* [Task directions]: Find the line with "or validating entities." and the line with "entity already registered." in the entries below; output exactly those two lines, every line between them, and no others.

* [Supplied entries]:
********************
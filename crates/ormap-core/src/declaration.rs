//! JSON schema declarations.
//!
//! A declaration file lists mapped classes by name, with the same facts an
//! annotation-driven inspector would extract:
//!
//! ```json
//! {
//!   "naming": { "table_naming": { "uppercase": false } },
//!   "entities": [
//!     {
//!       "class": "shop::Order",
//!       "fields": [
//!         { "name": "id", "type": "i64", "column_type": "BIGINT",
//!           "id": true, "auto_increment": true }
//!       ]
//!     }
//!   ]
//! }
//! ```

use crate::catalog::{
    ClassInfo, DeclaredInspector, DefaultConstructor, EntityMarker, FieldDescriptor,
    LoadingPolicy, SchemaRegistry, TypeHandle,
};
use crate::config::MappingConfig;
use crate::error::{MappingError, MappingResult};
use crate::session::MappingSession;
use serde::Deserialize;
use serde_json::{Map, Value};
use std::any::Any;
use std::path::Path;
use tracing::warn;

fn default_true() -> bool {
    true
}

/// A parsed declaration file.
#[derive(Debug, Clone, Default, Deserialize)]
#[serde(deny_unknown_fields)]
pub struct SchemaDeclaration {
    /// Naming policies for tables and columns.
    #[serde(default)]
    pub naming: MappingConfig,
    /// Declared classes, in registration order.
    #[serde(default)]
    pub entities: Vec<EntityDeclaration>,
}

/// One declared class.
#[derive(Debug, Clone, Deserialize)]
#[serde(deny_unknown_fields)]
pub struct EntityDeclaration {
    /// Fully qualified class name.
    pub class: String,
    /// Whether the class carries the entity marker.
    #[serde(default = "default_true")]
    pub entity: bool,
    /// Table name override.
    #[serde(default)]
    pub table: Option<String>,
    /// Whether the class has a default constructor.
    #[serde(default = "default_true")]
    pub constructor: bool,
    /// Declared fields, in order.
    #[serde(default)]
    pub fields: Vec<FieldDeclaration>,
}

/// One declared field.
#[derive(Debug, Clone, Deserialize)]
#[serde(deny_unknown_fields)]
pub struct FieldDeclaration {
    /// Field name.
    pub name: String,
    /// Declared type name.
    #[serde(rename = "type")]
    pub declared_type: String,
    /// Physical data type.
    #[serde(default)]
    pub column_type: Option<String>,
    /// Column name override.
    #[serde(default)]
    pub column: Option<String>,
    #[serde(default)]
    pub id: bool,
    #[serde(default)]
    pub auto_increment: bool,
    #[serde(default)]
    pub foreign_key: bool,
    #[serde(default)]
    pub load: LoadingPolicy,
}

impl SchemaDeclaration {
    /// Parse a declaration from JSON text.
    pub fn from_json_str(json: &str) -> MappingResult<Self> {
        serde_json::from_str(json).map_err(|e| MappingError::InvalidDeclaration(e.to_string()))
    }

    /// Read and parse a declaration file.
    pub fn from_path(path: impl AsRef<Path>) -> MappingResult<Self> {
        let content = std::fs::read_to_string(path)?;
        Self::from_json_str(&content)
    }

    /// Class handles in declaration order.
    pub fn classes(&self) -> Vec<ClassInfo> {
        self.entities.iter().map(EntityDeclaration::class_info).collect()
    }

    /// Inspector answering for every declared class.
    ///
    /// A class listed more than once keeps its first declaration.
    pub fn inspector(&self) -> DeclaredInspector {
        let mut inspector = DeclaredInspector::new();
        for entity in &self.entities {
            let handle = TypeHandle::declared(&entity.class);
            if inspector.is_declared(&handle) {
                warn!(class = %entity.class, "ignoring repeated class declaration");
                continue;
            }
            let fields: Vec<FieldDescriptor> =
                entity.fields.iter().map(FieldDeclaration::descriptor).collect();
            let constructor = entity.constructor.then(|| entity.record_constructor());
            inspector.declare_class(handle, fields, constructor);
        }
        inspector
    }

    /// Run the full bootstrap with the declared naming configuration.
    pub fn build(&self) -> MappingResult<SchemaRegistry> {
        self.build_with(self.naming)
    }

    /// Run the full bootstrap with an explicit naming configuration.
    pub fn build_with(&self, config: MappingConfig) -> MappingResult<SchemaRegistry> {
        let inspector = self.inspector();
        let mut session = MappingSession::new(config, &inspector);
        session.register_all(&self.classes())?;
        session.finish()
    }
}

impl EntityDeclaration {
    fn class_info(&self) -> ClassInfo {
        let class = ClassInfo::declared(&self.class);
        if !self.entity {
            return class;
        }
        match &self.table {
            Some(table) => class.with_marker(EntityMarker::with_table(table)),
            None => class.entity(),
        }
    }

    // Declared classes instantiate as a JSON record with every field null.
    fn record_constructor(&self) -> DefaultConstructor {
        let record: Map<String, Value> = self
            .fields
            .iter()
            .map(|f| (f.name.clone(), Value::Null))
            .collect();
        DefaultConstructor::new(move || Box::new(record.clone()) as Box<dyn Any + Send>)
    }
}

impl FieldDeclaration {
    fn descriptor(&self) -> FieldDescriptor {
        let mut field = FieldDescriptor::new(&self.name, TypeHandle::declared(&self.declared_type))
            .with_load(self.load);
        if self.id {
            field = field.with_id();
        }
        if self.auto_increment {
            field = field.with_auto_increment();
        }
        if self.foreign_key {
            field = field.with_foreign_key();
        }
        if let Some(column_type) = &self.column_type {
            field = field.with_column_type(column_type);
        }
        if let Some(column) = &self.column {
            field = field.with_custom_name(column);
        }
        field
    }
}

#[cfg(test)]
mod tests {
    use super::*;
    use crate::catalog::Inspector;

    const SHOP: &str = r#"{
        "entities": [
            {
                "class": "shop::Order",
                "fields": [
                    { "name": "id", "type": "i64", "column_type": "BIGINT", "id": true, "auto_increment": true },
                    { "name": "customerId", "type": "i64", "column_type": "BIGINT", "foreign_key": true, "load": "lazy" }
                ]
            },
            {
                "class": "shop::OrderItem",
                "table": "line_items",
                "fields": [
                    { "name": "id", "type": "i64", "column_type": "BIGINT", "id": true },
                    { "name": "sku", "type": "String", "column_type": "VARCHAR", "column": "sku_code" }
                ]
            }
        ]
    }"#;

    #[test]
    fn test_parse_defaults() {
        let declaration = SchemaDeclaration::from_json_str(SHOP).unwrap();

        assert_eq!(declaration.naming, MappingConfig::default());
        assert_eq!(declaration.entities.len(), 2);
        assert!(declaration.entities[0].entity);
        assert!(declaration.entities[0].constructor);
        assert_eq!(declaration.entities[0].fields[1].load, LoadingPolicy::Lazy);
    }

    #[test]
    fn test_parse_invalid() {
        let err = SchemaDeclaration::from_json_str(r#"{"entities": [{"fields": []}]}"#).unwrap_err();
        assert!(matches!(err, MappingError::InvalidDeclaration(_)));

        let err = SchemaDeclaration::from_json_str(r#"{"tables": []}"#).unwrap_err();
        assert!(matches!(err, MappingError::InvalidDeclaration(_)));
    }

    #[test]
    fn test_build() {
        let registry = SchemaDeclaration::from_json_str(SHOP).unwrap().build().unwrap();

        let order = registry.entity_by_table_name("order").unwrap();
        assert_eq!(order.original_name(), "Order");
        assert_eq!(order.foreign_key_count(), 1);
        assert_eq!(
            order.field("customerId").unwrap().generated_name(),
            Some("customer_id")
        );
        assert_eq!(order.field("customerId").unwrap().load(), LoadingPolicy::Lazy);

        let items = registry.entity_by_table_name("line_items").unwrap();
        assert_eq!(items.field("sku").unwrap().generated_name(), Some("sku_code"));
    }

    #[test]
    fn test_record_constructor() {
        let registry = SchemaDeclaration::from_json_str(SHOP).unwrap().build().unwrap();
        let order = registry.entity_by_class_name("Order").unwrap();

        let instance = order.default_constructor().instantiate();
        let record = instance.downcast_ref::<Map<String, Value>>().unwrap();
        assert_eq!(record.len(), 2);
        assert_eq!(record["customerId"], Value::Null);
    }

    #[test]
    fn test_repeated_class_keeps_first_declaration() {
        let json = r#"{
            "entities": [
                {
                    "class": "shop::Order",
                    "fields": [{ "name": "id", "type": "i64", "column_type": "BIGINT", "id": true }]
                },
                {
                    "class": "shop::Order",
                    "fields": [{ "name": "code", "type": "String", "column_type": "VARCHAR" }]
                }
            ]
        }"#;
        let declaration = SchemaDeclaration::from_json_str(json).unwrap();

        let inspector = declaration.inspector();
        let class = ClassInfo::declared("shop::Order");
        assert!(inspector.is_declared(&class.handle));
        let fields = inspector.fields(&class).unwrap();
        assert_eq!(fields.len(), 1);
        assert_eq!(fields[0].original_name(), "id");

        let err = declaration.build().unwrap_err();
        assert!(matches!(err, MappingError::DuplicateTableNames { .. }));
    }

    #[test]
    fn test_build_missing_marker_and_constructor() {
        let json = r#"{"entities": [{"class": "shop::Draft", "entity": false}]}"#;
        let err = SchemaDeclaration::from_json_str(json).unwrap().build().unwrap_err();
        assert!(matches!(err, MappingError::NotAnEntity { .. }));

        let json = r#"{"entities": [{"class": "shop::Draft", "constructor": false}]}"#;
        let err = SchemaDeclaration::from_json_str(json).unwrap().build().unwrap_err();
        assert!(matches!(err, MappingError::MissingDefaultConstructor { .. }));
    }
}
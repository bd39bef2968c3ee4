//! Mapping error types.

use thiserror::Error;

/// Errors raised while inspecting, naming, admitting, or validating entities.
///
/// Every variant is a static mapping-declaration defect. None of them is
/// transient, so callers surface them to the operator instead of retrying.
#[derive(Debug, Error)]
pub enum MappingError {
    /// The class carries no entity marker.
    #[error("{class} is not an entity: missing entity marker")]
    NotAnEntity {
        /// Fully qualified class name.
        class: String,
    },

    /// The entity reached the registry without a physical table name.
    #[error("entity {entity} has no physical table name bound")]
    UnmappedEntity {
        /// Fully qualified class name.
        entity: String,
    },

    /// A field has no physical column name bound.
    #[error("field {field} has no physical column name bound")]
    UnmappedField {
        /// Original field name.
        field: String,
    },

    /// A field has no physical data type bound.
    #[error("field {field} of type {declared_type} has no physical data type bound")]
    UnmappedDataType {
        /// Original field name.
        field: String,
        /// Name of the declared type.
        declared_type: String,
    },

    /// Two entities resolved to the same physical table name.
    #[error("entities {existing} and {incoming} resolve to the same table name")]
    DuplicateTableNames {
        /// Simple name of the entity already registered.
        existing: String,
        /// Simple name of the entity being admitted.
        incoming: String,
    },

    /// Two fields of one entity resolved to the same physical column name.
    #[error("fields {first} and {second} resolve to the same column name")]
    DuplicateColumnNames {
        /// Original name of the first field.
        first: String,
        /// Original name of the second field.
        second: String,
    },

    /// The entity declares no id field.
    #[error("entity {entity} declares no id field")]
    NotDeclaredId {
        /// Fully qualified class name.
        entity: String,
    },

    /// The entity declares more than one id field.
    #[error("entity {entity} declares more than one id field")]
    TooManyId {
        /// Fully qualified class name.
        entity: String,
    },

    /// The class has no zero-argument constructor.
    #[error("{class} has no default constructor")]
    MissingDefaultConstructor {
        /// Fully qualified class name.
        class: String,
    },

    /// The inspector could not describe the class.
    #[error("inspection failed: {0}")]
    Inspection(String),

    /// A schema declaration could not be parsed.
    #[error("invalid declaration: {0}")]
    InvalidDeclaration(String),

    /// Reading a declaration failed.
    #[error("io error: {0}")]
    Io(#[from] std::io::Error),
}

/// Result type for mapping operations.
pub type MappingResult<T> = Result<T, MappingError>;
********************
* [Finished exercise]:
/// Errors raised while inspecting, naming, admitting, or validating entities.
///
/// Every variant is a static mapping-declaration defect. None of them is
/// transient, so callers surface them to the operator instead of retrying.
#[derive(Debug, Error)]
pub enum MappingError {
    /// The class carries no entity marker.
    #[error("{class} is not an entity: missing entity marker")]
    NotAnEntity {
        /// Fully qualified class name.
        class: String,
    },

    /// The entity reached the registry without a physical table name.
    #[error("entity {entity} has no physical table name bound")]
    UnmappedEntity {
        /// Fully qualified class name.
        entity: String,
    },

    /// A field has no physical column name bound.
    #[error("field {field} has no physical column name bound")]
    UnmappedField {
        /// Original field name.
        field: String,
    },

    /// A field has no physical data type bound.
    #[error("field {field} of type {declared_type} has no physical data type bound")]
    UnmappedDataType {
        /// Original field name.
        field: String,
        /// Name of the declared type.
        declared_type: String,
    },

    /// Two entities resolved to the same physical table name.
    #[error("entities {existing} and {incoming} resolve to the same table name")]
    DuplicateTableNames {
        /// Simple name of the entity already registered.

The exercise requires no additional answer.